If you know what your triggers are, you can more actively monitor the habit. It’s an important first step, but if people really want to curb face-touching, they need to develop new habits to engage in when they find themselves fighting the urge, Anderson said.
“To make your life as easy as possible, you want that habit to be somewhat similar, but safer,” he said. “If you have a tendency to rub your eyes, maybe take a clean handkerchief with you and pull that out to rub your eyes, and then clean it at the end of the day.”
People can also rest the sides of their heads against their fingers rather than putting their chin in their hands, he said. Their hands would still be coming into close contact, but would not be near a mucous membrane.

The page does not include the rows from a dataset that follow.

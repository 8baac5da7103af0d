//! End-to-end coverage through the public API only (physical channel in,
//! physical channel out), one test per concrete scenario.

use tmtp::{
    FirstHeaderPointer, FrameBitrate, FrameTimestamp, MasterChannel, McConfig, NetProtConf, Ocf,
    OcfReportType, PcConfig, PhysicalChannel, VcConfig,
};

fn channel(scid: u16, frame_length: u16, fecf_present: bool, ocf_present: bool, vcid: u8) -> PhysicalChannel {
    let mut pc = PhysicalChannel::new(PcConfig {
        frame_length,
        fecf_present,
        secondary_header_present: false,
        extended_vc_frame_count: false,
    })
    .unwrap();

    let mut mc = MasterChannel::new(McConfig {
        scid,
        ocf_present,
        idle_channel: 7,
    })
    .unwrap();
    mc.create_idle_virtual_channel(VcConfig::default());
    if vcid != 7 {
        mc.create_tm_virtual_channel(vcid, VcConfig::default()).unwrap();
        let vc = mc.virtual_channel_mut(vcid).unwrap();
        vc.set_net_prot_conf(NetProtConf::test_proto_2b());
        vc.connect_packet_sink(|| {});
    }
    if ocf_present {
        mc.connect_ocf_sink(|| {});
    }
    pc.set_master_channel(mc);
    pc
}

#[test]
fn single_packet_in_single_frame() {
    let conf = NetProtConf::test_proto_2b();
    let mut sender = channel(102, 1115, false, false, 1);
    let mut receiver = channel(102, 1115, false, false, 1);

    sender
        .master_channel_mut()
        .unwrap()
        .virtual_channel_mut(1)
        .unwrap()
        .send_packet(conf.generate_test_packet(&[0u8; 10]))
        .unwrap();

    let bytes = sender.send_frame(FrameTimestamp::new()).unwrap();
    assert_eq!(bytes.len(), 1115);

    let warning = receiver.receive_frame(&bytes, FrameTimestamp::new(), FrameBitrate::new());
    assert!(!warning.warning_available());

    let vc = receiver.master_channel_mut().unwrap().virtual_channel_mut(1).unwrap();
    let packet = vc.receive_packet().unwrap();
    assert_eq!(packet.data, conf.generate_test_packet(&[0u8; 10]));
    assert!(vc.receive_packet().is_none());
}

#[test]
fn packet_spanning_two_frames() {
    let conf = NetProtConf::test_proto_2b();
    let mut sender = channel(7, 106, false, false, 1);
    let mut receiver = channel(7, 106, false, false, 1);

    sender
        .master_channel_mut()
        .unwrap()
        .virtual_channel_mut(1)
        .unwrap()
        .send_packet(conf.generate_test_packet(&[0xABu8; 148]))
        .unwrap();
    sender
        .master_channel_mut()
        .unwrap()
        .virtual_channel_mut(1)
        .unwrap()
        .send_packet(conf.generate_test_packet(&[0xCDu8; 8]))
        .unwrap();

    let frame1 = sender.send_frame(FrameTimestamp::new()).unwrap();
    let frame2 = sender.send_frame(FrameTimestamp::new()).unwrap();

    let w1 = receiver.receive_frame(&frame1, FrameTimestamp::new(), FrameBitrate::new());
    assert!(!w1.warning_available());
    let mut w2 = receiver.receive_frame(&frame2, FrameTimestamp::new(), FrameBitrate::new());
    assert_eq!(w2.pop_warning(), None);

    let vc = receiver.master_channel_mut().unwrap().virtual_channel_mut(1).unwrap();
    let first = vc.receive_packet().unwrap();
    assert_eq!(first.data, conf.generate_test_packet(&[0xABu8; 148]));
    let second = vc.receive_packet().unwrap();
    assert_eq!(second.data, conf.generate_test_packet(&[0xCDu8; 8]));
}

#[test]
fn dropped_frame_in_the_middle() {
    let conf = NetProtConf::test_proto_2b();
    let mut sender = channel(7, 106, false, false, 1);
    let mut receiver = channel(7, 106, false, false, 1);

    sender
        .master_channel_mut()
        .unwrap()
        .virtual_channel_mut(1)
        .unwrap()
        .send_packet(conf.generate_test_packet(&[0xABu8; 148]))
        .unwrap();
    sender
        .master_channel_mut()
        .unwrap()
        .virtual_channel_mut(1)
        .unwrap()
        .send_packet(conf.generate_test_packet(&[0xCDu8; 8]))
        .unwrap();

    let first_frame = sender.send_frame(FrameTimestamp::new()).unwrap();
    let _dropped_frame = sender.send_frame(FrameTimestamp::new()).unwrap();

    sender
        .master_channel_mut()
        .unwrap()
        .virtual_channel_mut(1)
        .unwrap()
        .send_packet(conf.generate_test_packet(&[9u8; 10]))
        .unwrap();
    let third_frame = sender.send_frame(FrameTimestamp::new()).unwrap();

    let w1 = receiver.receive_frame(&first_frame, FrameTimestamp::new(), FrameBitrate::new());
    assert!(!w1.warning_available());

    let mut w3 = receiver.receive_frame(&third_frame, FrameTimestamp::new(), FrameBitrate::new());
    assert_eq!(w3.pop_warning(), Some("Lost 1 virtual channel frames.".to_string()));
    assert_eq!(w3.pop_warning(), None);

    let vc = receiver.master_channel_mut().unwrap().virtual_channel_mut(1).unwrap();
    let packet = vc.receive_packet().unwrap();
    assert_eq!(packet.data, conf.generate_test_packet(&[9u8; 10]));
    assert!(vc.receive_packet().is_none());
}

#[test]
fn fecf_error_is_a_warning_not_a_panic() {
    let conf = NetProtConf::test_proto_2b();
    let mut sender = channel(7, 64, true, false, 1);
    let mut receiver = channel(7, 64, true, false, 1);

    sender
        .master_channel_mut()
        .unwrap()
        .virtual_channel_mut(1)
        .unwrap()
        .send_packet(conf.generate_test_packet(&[0x2Au8]))
        .unwrap();
    let mut bytes = sender.send_frame(FrameTimestamp::new()).unwrap();
    bytes[10] ^= 0x01;

    let mut warning = receiver.receive_frame(&bytes, FrameTimestamp::new(), FrameBitrate::new());
    let popped = warning.pop_warning().unwrap();
    assert!(popped.starts_with("Error while unwrapping the frame:"));
    assert!(popped.contains("checksum") || popped.contains("Checksum"));

    let vc = receiver.master_channel_mut().unwrap().virtual_channel_mut(1).unwrap();
    assert!(vc.receive_packet().is_none());
}

#[test]
fn ocf_round_trip() {
    let mut sender = channel(7, 64, false, true, 1);
    let mut receiver = channel(7, 64, false, true, 1);

    sender
        .master_channel_mut()
        .unwrap()
        .send_ocf(Ocf::new(OcfReportType::Type2ProjectSpecific, 0x0A0B0C).unwrap())
        .unwrap();

    let bytes = sender.send_frame(FrameTimestamp::new()).unwrap();
    let warning = receiver.receive_frame(&bytes, FrameTimestamp::new(), FrameBitrate::new());
    assert!(!warning.warning_available());

    let ocf = receiver.master_channel_mut().unwrap().receive_ocf().unwrap();
    assert_eq!(ocf.report_type(), OcfReportType::Type2ProjectSpecific);
    assert_eq!(ocf.content(), 0x0A0B0C);
}

#[test]
fn idle_round_robin_emits_idle_frame_when_nothing_queued() {
    let mut sender = channel(7, 64, false, false, 1);

    let bytes = sender.send_frame(FrameTimestamp::new()).unwrap();

    let mut receiver = channel(7, 64, false, false, 1);
    let warning = receiver.receive_frame(&bytes, FrameTimestamp::new(), FrameBitrate::new());
    assert!(!warning.warning_available());

    // Nothing was queued on VC 1, so the idle channel (VCID 7) must have
    // produced this frame, carrying no first header.
    assert!(receiver
        .master_channel_mut()
        .unwrap()
        .virtual_channel_mut(1)
        .unwrap()
        .receive_packet()
        .is_none());

    let mut probe_frame = tmtp::TmTransferFrame::new(tmtp::FrameConfig {
        frame_length: 64,
        fecf_present: false,
        ocf_present: false,
        secondary_header_present: false,
        extended_vc_frame_count: false,
    })
    .unwrap();
    probe_frame.unwrap(&bytes).unwrap();
    assert_eq!(probe_frame.vcid, 7);
    assert_eq!(probe_frame.first_header_pointer, FirstHeaderPointer::OnlyIdleData);
}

“You can retrain new habits, and if you want to make your life as easy as possible, try to make those new habits at least similar to your old habits so they can still fulfill the same basic drive,” Anderson said.
Don’t expect a new habit to become automatic any time soon, though. Realistically, Anderson said this could take weeks to more than a month. Habits become stronger and more ingrained the more people engage with them. The recency effect will help, but people will still need to overcome a strong history of touching their faces thousands of times throughout their lives.
“You need to build up a lot of experience to make it automatic,” he said. “Probably multiple hundreds of times. Within two or three weeks, hopefully you’ll start to feel some gravity toward your new habit. It’s not going to be fully automatic, but within a few weeks expect it to become a little bit easier.”
Until then, Weston urges people to practice good hand hygiene and wipe down shared surfaces.
“Hand washing sounds so simple, but that really is going to be the absolute best way to prevent the spread of any of these infections,” she said.